REQUIRED ACTION: Find every line containing the word "whole" in the records below; report only how many there are.

ENTRIES PROVIDED:
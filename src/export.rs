//! Export Builder.
//!
//! The whole export is assembled in memory (a [`Workbook`] or a
//! [`LogframeDocument`]) and only then handed to a writer, so a failing
//! writer never leaves half a file behind.

use serde::Serialize;

use crate::error::Result;
use crate::format::{fmt_amount, fmt_opt_date};
use crate::logframe::Logframe;
use crate::model::NodeKind;
use crate::numbering::{compute_numbers, display_label};
use crate::workbook::{CellValue, Sheet, Workbook};

pub const IDENTIFICATION_SHEET: &str = "Identification";
pub const SUMMARY_SHEET: &str = "Summary";
pub const KPI_SHEET: &str = "KPI Matrix";
pub const WORKPLAN_SHEET: &str = "Workplan";
pub const BUDGET_SHEET: &str = "Budget";

pub const SUMMARY_COLUMNS: [&str; 4] = ["Level", "Text / Title", "Parent ID", "Assumptions"];
pub const KPI_COLUMNS: [&str; 9] = [
    "Parent Level",
    "Parent (label)",
    "KPI",
    "Baseline",
    "Target",
    "Start Date",
    "End Date",
    "Linked to Payment",
    "Means of Verification",
];
pub const WORKPLAN_COLUMNS: [&str; 13] = [
    "Activity ID",
    "Activity #",
    "Output",
    "Activity",
    "Owner",
    "Start",
    "End",
    "Status",
    "% complete",
    "Linked KPIs",
    "Milestones",
    "Notes",
    "Dependencies",
];
pub const BUDGET_COLUMNS: [&str; 9] = [
    "OutputID",
    "Output",
    "Item",
    "Category",
    "Unit",
    "Qty",
    "Unit Cost",
    "Currency",
    "Total",
];

/// Identification field labels, in export order.
pub const FIELD_TITLE: &str = "Project title";
pub const FIELD_PI_NAME: &str = "PI / Manager name";
pub const FIELD_PI_EMAIL: &str = "PI / Manager email";
pub const FIELD_INSTITUTION: &str = "Institution";
pub const FIELD_START: &str = "Start date";
pub const FIELD_END: &str = "End date";
pub const FIELD_CONTACT_NAME: &str = "Contact name";
pub const FIELD_CONTACT_EMAIL: &str = "Contact email";
pub const FIELD_CONTACT_PHONE: &str = "Contact phone";
pub const FIELD_FUNDING: &str = "Total funding requested";
pub const FIELD_OUTPUTS: &str = "Number of outputs";
pub const FIELD_KPIS: &str = "Number of KPIs";

pub const MILESTONE_SEPARATOR: &str = " | ";
pub const LIST_SEPARATOR: &str = ", ";

fn text(value: &str) -> CellValue {
    CellValue::from(value)
}

fn date_cell(date: Option<chrono::NaiveDate>) -> CellValue {
    CellValue::Text(fmt_opt_date(date))
}

pub fn build_workbook(logframe: &Logframe) -> Workbook {
    let mut book = Workbook::new();
    book.add_sheet(identification_sheet(logframe));
    book.add_sheet(summary_sheet(logframe));
    book.add_sheet(kpi_sheet(logframe));
    book.add_sheet(workplan_sheet(logframe));
    book.add_sheet(budget_sheet(logframe));
    book
}

fn identification_sheet(logframe: &Logframe) -> Sheet {
    let info = &logframe.project;
    let mut sheet = Sheet::new(IDENTIFICATION_SHEET, &["Field", "Value"]);
    let rows = [
        (FIELD_TITLE, info.title.clone()),
        (FIELD_PI_NAME, info.pi_name.clone()),
        (FIELD_PI_EMAIL, info.pi_email.clone()),
        (FIELD_INSTITUTION, info.institution.clone()),
        (FIELD_START, fmt_opt_date(info.start_date)),
        (FIELD_END, fmt_opt_date(info.end_date)),
        (FIELD_CONTACT_NAME, info.contact_name.clone()),
        (FIELD_CONTACT_EMAIL, info.contact_email.clone()),
        (FIELD_CONTACT_PHONE, info.contact_phone.clone()),
        (FIELD_FUNDING, fmt_amount(logframe.funding_total())),
        (FIELD_OUTPUTS, logframe.outputs.len().to_string()),
        (FIELD_KPIS, logframe.kpis.len().to_string()),
    ];
    for (field, value) in rows {
        sheet.push_row(vec![text(field), CellValue::Text(value)]);
    }
    sheet
}

// "Parent ID" holds the parent's title: ids are regenerated on import, so
// the reconciler can only match by name.
fn summary_sheet(logframe: &Logframe) -> Sheet {
    let mut sheet = Sheet::new(SUMMARY_SHEET, &SUMMARY_COLUMNS);
    for goal in &logframe.goals {
        sheet.push_row(vec![
            text(NodeKind::Goal.label()),
            text(&goal.name),
            CellValue::Empty,
            CellValue::Empty,
        ]);
    }
    for outcome in &logframe.outcomes {
        let parent = outcome
            .parent_id
            .as_deref()
            .and_then(|id| logframe.goal(id))
            .map(|g| g.name.as_str())
            .unwrap_or_default();
        sheet.push_row(vec![
            text(NodeKind::Outcome.label()),
            text(&outcome.name),
            text(parent),
            CellValue::Empty,
        ]);
    }
    for output in &logframe.outputs {
        let parent = output
            .parent_id
            .as_deref()
            .and_then(|id| logframe.outcome(id))
            .map(|o| o.name.as_str())
            .unwrap_or_default();
        sheet.push_row(vec![
            text(NodeKind::Output.label()),
            text(&output.name),
            text(parent),
            text(&output.assumptions),
        ]);
    }
    sheet
}

fn kpi_sheet(logframe: &Logframe) -> Sheet {
    let numbering = compute_numbers(logframe, false);
    let mut sheet = Sheet::new(KPI_SHEET, &KPI_COLUMNS);
    for output in &logframe.outputs {
        let parent_label = display_label(NodeKind::Output, numbering.output(&output.id), &output.name);
        for kpi in logframe.kpis_of(&output.id) {
            sheet.push_row(vec![
                text(NodeKind::Output.label()),
                text(&parent_label),
                text(&kpi.name),
                text(&kpi.baseline),
                text(&kpi.target),
                date_cell(kpi.start_date),
                date_cell(kpi.end_date),
                text(if kpi.linked_payment { "Yes" } else { "No" }),
                text(&kpi.mov),
            ]);
        }
    }
    sheet
}

fn workplan_sheet(logframe: &Logframe) -> Sheet {
    let numbering = compute_numbers(logframe, true);
    let mut sheet = Sheet::new(WORKPLAN_SHEET, &WORKPLAN_COLUMNS);
    for activity in &logframe.activities {
        let output_name = activity
            .output_id
            .as_deref()
            .and_then(|id| logframe.output(id))
            .map(|o| o.name.as_str())
            .unwrap_or_default();
        let kpi_names: Vec<&str> = activity
            .kpi_ids
            .iter()
            .filter_map(|id| logframe.kpi(id))
            .map(|k| k.name.as_str())
            .collect();
        sheet.push_row(vec![
            text(&activity.id),
            text(numbering.activity(&activity.id).unwrap_or_default()),
            text(output_name),
            text(&activity.name),
            text(&activity.owner),
            date_cell(activity.start_date),
            date_cell(activity.end_date),
            text(activity.status.as_str()),
            CellValue::Number(activity.progress as f64),
            text(&kpi_names.join(LIST_SEPARATOR)),
            text(&activity.milestones.join(MILESTONE_SEPARATOR)),
            text(&activity.notes),
            text(&activity.dependencies.join(LIST_SEPARATOR)),
        ]);
    }
    sheet
}

fn budget_sheet(logframe: &Logframe) -> Sheet {
    let mut sheet = Sheet::new(BUDGET_SHEET, &BUDGET_COLUMNS).with_number_format("0.00");
    for line in &logframe.budget {
        let output_name = line
            .output_id
            .as_deref()
            .and_then(|id| logframe.output(id))
            .map(|o| o.name.as_str())
            .unwrap_or_default();
        sheet.push_row(vec![
            text(line.output_id.as_deref().unwrap_or_default()),
            text(output_name),
            text(&line.item),
            text(&line.category),
            text(&line.unit),
            CellValue::Number(line.quantity),
            CellValue::Number(line.unit_cost),
            text(&line.currency),
            CellValue::Number(line.total),
        ]);
    }
    sheet
}

/// Spreadsheet export of the whole logframe, workplan and budget.
pub fn export_xlsx(logframe: &Logframe) -> Result<Vec<u8>> {
    crate::downloader::to_xlsx(&build_workbook(logframe))
}

// ---------------------------------------------------------------------------
// Structured document
// ---------------------------------------------------------------------------

#[derive(Clone, Debug, Default, PartialEq, Serialize)]
pub struct LogframeDocument {
    pub title: String,
    pub goal: String,
    pub outcome: String,
    pub groups: Vec<OutputGroup>,
}

/// One Output block; its label and assumptions cells span all KPI rows.
#[derive(Clone, Debug, Default, PartialEq, Serialize)]
pub struct OutputGroup {
    pub output: String,
    pub assumptions: String,
    pub rows: Vec<KpiRow>,
}

#[derive(Clone, Debug, Default, PartialEq, Serialize)]
pub struct KpiRow {
    pub kpi: String,
    pub mov: String,
}

impl OutputGroup {
    /// Height of the merged Output/Assumptions cells.
    pub fn rowspan(&self) -> usize {
        self.rows.len().max(1)
    }
}

pub fn build_document(logframe: &Logframe) -> LogframeDocument {
    let numbering = compute_numbers(logframe, false);

    let mut groups = Vec::new();
    for outcome in &logframe.outcomes {
        for output in logframe.outputs_of(&outcome.id) {
            let number = numbering.output(&output.id);
            let rows = logframe
                .kpis_of(&output.id)
                .map(|kpi| KpiRow {
                    kpi: display_label(NodeKind::Kpi, numbering.kpi(&kpi.id), &kpi.name),
                    mov: kpi.mov.clone(),
                })
                .collect();
            groups.push(OutputGroup {
                output: display_label(NodeKind::Output, number, &output.name),
                assumptions: output.assumptions.clone(),
                rows,
            });
        }
    }

    LogframeDocument {
        title: logframe.project.title.clone(),
        goal: logframe
            .goals
            .first()
            .map(|g| g.name.clone())
            .unwrap_or_default(),
        outcome: logframe
            .outcomes
            .first()
            .map(|o| o.name.clone())
            .unwrap_or_default(),
        groups,
    }
}

#[cfg(feature = "docs")]
const DOCUMENT_TEMPLATE: &str = r#"<!DOCTYPE html>
<html>
<head>
<meta charset="utf-8">
<title>{{#if title}}{{title}}{{else}}Logframe{{/if}}</title>
<style>
  body { font-family: Calibri, Arial, sans-serif; }
  .banner { border: 1px solid #1f3864; margin-bottom: 8px; }
  .banner h2 { background: #1f3864; color: #fff; margin: 0; padding: 4px 8px; font-size: 13pt; }
  .banner p { margin: 0; padding: 6px 8px; }
  table { border-collapse: collapse; width: 100%; }
  th, td { border: 1px solid #555; padding: 4px 6px; vertical-align: top; }
  th { background: #d9e2f3; }
</style>
</head>
<body>
{{#if title}}<h1>{{title}}</h1>{{/if}}
<div class="banner"><h2>GOAL</h2><p>{{goal}}</p></div>
<div class="banner"><h2>OUTCOME</h2><p>{{outcome}}</p></div>
<table>
<tr><th>Output</th><th>KPI</th><th>Means of Verification</th><th>Key Assumptions</th></tr>
{{#each groups}}
{{#if rows}}
{{#each rows}}
<tr>
{{#if @first}}<td rowspan="{{../rowspan}}">{{../output}}</td>{{/if}}
<td>{{kpi}}</td><td>{{mov}}</td>
{{#if @first}}<td rowspan="{{../rowspan}}">{{../assumptions}}</td>{{/if}}
</tr>
{{/each}}
{{else}}
<tr><td>{{output}}</td><td></td><td></td><td>{{assumptions}}</td></tr>
{{/if}}
{{/each}}
</table>
</body>
</html>
"#;

#[cfg(feature = "docs")]
#[derive(Serialize)]
struct TemplateGroup<'a> {
    output: &'a str,
    assumptions: &'a str,
    rowspan: usize,
    rows: &'a [KpiRow],
}

#[cfg(feature = "docs")]
#[derive(Serialize)]
struct TemplateData<'a> {
    title: &'a str,
    goal: &'a str,
    outcome: &'a str,
    groups: Vec<TemplateGroup<'a>>,
}

/// Render the document export as HTML with merged Output/Assumptions cells.
#[cfg(feature = "docs")]
pub fn render_document_html(document: &LogframeDocument) -> Result<String> {
    use crate::error::PortalError;
    use handlebars::Handlebars;

    let mut registry = Handlebars::new();
    registry
        .register_template_string("logframe", DOCUMENT_TEMPLATE)
        .map_err(|e| PortalError::Template(e.to_string()))?;

    let data = TemplateData {
        title: &document.title,
        goal: &document.goal,
        outcome: &document.outcome,
        groups: document
            .groups
            .iter()
            .map(|g| TemplateGroup {
                output: &g.output,
                assumptions: &g.assumptions,
                rowspan: g.rowspan(),
                rows: &g.rows,
            })
            .collect(),
    };

    registry
        .render("logframe", &data)
        .map_err(|e| PortalError::Template(e.to_string()))
}

#[cfg(not(feature = "docs"))]
pub fn render_document_html(_document: &LogframeDocument) -> Result<String> {
    Err(crate::error::PortalError::MissingDependency {
        feature: "docs",
        package: "handlebars",
    })
}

RESPONSE AREA: 2